Description of the task: What lines below contain the word "Serialize"? Please pull each one out.

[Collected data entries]
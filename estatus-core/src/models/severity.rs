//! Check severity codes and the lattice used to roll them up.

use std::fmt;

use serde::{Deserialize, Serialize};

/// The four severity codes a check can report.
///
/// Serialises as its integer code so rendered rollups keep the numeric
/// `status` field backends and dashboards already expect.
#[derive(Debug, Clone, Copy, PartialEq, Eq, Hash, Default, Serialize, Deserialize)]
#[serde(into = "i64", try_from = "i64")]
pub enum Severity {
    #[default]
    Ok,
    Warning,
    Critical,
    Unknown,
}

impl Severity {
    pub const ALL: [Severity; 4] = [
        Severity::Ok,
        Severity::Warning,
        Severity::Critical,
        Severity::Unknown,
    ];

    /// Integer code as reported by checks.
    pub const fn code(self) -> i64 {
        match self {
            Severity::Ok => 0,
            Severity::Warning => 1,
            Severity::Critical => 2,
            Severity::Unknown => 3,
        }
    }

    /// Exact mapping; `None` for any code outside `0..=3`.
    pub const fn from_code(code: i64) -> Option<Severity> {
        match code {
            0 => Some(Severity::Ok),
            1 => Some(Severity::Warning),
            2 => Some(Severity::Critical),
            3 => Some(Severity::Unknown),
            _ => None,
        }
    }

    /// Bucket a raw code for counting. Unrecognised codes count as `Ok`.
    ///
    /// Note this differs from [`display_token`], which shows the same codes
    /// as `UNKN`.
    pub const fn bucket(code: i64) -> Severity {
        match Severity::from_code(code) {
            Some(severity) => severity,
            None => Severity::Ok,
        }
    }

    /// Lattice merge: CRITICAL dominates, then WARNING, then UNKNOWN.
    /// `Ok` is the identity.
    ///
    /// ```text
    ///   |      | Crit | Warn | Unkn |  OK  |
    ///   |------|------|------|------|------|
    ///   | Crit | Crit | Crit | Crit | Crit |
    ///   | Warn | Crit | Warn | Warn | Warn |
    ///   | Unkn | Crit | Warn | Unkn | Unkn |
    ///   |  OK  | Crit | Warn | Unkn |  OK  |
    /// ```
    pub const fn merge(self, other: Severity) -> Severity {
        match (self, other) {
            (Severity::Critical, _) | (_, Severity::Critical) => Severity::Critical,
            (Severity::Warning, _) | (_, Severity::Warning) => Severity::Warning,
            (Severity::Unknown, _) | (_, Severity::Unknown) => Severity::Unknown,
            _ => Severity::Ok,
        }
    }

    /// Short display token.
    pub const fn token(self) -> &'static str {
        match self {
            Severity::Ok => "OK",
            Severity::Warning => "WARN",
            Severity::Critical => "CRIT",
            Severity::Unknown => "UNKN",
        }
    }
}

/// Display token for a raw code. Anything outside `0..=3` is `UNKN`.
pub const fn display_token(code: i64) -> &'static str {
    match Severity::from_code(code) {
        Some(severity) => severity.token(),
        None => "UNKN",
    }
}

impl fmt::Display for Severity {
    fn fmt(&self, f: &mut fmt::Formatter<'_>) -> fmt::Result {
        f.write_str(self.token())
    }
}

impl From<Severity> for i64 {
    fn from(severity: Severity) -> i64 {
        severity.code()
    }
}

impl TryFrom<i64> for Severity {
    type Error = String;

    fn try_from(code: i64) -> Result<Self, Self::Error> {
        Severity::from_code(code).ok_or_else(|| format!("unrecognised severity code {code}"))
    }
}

Written reply:
use serde::{Deserialize, Serialize};
#[derive(Debug, Clone, Copy, PartialEq, Eq, Hash, Default, Serialize, Deserialize)]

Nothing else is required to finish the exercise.